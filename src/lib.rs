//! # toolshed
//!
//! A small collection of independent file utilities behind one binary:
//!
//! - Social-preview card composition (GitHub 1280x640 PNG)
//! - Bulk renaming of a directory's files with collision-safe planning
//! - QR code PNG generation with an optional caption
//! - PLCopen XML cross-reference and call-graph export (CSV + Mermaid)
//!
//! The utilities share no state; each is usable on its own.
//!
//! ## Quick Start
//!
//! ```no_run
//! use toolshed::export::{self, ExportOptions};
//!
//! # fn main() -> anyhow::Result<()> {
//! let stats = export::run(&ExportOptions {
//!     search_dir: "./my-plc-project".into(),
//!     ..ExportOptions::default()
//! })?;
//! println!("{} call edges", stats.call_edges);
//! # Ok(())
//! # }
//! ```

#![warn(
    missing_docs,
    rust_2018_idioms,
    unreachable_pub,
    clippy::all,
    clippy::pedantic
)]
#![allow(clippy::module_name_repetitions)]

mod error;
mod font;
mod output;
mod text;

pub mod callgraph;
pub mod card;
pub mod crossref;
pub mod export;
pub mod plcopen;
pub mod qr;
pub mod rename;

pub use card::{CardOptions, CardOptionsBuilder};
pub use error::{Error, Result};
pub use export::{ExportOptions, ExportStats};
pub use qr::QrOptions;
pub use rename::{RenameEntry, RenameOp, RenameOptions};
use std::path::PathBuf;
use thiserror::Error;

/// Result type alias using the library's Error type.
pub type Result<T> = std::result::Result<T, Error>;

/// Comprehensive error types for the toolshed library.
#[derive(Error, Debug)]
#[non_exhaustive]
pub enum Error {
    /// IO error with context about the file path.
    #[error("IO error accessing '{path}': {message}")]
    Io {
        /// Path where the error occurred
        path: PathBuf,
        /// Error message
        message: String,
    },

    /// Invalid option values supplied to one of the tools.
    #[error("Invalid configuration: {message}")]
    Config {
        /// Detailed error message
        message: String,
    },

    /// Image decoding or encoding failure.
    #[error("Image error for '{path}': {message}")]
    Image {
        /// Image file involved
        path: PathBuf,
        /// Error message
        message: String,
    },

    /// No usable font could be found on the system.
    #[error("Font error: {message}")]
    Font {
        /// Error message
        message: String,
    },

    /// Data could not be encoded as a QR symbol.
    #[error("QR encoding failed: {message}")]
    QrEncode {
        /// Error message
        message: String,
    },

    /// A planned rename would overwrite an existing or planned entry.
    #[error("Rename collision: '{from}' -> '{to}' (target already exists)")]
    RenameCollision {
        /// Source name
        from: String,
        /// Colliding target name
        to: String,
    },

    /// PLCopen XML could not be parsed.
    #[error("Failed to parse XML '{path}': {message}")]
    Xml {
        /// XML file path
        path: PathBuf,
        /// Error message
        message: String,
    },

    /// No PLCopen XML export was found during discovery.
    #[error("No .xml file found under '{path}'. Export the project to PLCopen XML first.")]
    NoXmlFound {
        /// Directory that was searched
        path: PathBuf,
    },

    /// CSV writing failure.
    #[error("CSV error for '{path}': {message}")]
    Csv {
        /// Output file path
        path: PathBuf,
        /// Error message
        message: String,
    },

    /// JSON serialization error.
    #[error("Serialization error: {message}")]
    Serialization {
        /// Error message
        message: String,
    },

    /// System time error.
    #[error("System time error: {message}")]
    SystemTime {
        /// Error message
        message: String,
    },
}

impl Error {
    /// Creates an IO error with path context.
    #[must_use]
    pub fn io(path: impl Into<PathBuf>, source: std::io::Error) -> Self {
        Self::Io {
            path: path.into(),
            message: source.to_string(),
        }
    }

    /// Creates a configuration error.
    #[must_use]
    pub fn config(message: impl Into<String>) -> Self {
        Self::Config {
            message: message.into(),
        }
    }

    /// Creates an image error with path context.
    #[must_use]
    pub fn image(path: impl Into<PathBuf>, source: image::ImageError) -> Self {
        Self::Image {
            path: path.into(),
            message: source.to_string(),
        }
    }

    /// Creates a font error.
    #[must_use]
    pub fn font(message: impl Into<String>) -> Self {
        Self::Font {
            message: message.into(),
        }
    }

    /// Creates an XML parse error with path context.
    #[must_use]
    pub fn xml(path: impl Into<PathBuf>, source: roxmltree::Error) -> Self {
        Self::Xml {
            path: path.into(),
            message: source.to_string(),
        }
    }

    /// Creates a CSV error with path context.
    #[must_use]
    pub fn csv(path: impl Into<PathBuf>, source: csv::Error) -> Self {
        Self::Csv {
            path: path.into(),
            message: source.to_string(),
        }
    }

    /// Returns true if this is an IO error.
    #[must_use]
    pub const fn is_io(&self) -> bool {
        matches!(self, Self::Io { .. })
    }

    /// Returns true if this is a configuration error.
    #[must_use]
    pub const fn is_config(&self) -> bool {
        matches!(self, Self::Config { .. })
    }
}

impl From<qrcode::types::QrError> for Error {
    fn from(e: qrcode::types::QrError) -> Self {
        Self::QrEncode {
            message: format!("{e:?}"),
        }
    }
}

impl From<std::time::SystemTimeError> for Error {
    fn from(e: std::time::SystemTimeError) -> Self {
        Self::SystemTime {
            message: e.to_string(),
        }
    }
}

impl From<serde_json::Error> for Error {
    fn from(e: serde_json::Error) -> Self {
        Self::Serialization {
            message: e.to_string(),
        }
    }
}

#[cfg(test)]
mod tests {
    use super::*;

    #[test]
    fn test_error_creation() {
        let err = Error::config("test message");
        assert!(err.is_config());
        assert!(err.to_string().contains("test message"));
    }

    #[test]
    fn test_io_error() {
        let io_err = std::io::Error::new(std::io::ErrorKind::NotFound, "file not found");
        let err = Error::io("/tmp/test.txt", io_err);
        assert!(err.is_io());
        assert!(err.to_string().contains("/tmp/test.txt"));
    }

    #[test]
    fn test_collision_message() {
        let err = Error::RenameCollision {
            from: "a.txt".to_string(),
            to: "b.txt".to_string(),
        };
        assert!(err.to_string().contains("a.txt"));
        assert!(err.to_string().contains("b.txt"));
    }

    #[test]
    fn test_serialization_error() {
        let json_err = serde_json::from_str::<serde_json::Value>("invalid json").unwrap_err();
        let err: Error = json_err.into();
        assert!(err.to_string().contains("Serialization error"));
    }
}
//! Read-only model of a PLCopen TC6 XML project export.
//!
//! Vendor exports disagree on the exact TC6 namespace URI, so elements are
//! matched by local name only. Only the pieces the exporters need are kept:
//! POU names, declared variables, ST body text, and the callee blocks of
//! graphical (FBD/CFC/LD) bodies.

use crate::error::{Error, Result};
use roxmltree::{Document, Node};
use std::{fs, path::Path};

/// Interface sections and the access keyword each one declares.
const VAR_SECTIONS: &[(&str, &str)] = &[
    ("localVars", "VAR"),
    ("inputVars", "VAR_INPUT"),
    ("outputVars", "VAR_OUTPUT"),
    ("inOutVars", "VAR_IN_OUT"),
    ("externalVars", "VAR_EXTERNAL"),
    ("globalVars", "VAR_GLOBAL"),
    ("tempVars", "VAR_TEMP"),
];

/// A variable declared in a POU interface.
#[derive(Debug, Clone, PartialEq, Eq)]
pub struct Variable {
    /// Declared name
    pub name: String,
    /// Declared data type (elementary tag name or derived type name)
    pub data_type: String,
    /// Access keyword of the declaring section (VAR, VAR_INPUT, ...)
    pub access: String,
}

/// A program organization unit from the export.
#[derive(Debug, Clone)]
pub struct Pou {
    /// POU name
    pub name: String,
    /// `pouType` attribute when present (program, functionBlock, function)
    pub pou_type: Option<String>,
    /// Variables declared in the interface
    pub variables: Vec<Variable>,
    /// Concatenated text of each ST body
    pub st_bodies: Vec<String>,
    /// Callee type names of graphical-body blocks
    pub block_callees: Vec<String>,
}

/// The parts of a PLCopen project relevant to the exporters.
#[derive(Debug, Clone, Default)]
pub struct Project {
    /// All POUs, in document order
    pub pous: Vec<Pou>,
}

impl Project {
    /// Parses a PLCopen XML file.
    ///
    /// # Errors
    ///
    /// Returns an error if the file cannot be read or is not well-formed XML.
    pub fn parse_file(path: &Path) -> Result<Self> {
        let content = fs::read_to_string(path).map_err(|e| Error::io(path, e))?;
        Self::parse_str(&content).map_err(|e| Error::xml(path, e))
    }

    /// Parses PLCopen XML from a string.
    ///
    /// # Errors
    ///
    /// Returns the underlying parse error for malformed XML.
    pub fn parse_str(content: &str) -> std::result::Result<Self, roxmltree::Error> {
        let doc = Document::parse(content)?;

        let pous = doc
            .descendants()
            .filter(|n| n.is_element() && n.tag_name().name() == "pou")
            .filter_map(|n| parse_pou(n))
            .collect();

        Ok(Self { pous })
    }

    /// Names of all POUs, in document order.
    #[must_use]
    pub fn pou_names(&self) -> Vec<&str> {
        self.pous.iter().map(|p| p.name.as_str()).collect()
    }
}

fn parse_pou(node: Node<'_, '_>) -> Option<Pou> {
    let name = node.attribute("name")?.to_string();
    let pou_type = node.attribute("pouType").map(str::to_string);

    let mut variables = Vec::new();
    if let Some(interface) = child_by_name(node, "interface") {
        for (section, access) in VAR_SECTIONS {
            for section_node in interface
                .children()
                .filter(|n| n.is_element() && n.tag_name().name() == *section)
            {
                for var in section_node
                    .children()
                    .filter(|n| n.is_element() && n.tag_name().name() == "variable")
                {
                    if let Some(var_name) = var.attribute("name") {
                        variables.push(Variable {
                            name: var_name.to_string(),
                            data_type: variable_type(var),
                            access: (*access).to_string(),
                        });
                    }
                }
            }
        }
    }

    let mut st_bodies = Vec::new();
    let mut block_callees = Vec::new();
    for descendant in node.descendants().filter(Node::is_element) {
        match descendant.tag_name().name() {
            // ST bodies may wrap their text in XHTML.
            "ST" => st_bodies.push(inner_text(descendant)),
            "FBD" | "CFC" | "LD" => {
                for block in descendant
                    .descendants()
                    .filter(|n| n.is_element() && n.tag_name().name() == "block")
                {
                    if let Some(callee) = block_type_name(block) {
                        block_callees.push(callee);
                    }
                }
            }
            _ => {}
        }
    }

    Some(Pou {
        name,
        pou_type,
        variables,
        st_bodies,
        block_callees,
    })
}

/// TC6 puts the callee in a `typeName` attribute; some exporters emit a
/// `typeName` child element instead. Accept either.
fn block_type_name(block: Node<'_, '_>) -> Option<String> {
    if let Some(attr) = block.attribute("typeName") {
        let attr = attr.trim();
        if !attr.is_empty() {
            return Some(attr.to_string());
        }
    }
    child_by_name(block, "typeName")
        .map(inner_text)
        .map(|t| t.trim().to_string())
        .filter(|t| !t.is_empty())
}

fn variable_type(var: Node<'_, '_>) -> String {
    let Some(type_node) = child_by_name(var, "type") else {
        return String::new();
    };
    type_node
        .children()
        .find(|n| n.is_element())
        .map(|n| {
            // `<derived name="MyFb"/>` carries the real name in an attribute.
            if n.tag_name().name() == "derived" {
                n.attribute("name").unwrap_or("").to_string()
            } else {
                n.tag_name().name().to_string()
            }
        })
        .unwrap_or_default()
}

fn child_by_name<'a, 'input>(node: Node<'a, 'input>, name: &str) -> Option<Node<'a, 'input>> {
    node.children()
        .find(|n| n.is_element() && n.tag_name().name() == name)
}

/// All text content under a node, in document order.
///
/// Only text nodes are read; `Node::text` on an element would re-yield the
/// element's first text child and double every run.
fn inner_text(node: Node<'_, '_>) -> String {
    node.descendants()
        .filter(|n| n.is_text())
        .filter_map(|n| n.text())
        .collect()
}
----
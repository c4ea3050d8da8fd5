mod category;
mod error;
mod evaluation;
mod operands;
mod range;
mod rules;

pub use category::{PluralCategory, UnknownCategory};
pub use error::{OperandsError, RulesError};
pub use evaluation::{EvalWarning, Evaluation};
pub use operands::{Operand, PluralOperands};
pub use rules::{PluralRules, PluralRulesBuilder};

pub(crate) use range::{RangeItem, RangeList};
----
§ TASK OBJECTIVE:
Search the listing above for the lines with "filename src/lib.rs" and "pub mod card;", then output those lines and all lines between them exactly.

§ EXERCISE RESULT:
filename src/lib.rs
//! # toolshed
//!
//! A small collection of independent file utilities behind one binary:
//!
//! - Social-preview card composition (GitHub 1280x640 PNG)
//! - Bulk renaming of a directory's files with collision-safe planning
//! - QR code PNG generation with an optional caption
//! - PLCopen XML cross-reference and call-graph export (CSV + Mermaid)
//!
//! The utilities share no state; each is usable on its own.
//!
//! ## Quick Start
//!
//! ```no_run
//! use toolshed::export::{self, ExportOptions};
//!
//! # fn main() -> anyhow::Result<()> {
//! let stats = export::run(&ExportOptions {
//!     search_dir: "./my-plc-project".into(),
//!     ..ExportOptions::default()
//! })?;
//! println!("{} call edges", stats.call_edges);
//! # Ok(())
//! # }
//! ```

#![warn(
    missing_docs,
    rust_2018_idioms,
    unreachable_pub,
    clippy::all,
    clippy::pedantic
)]
#![allow(clippy::module_name_repetitions)]

mod error;
mod font;
mod output;
mod text;

pub mod callgraph;
pub mod card;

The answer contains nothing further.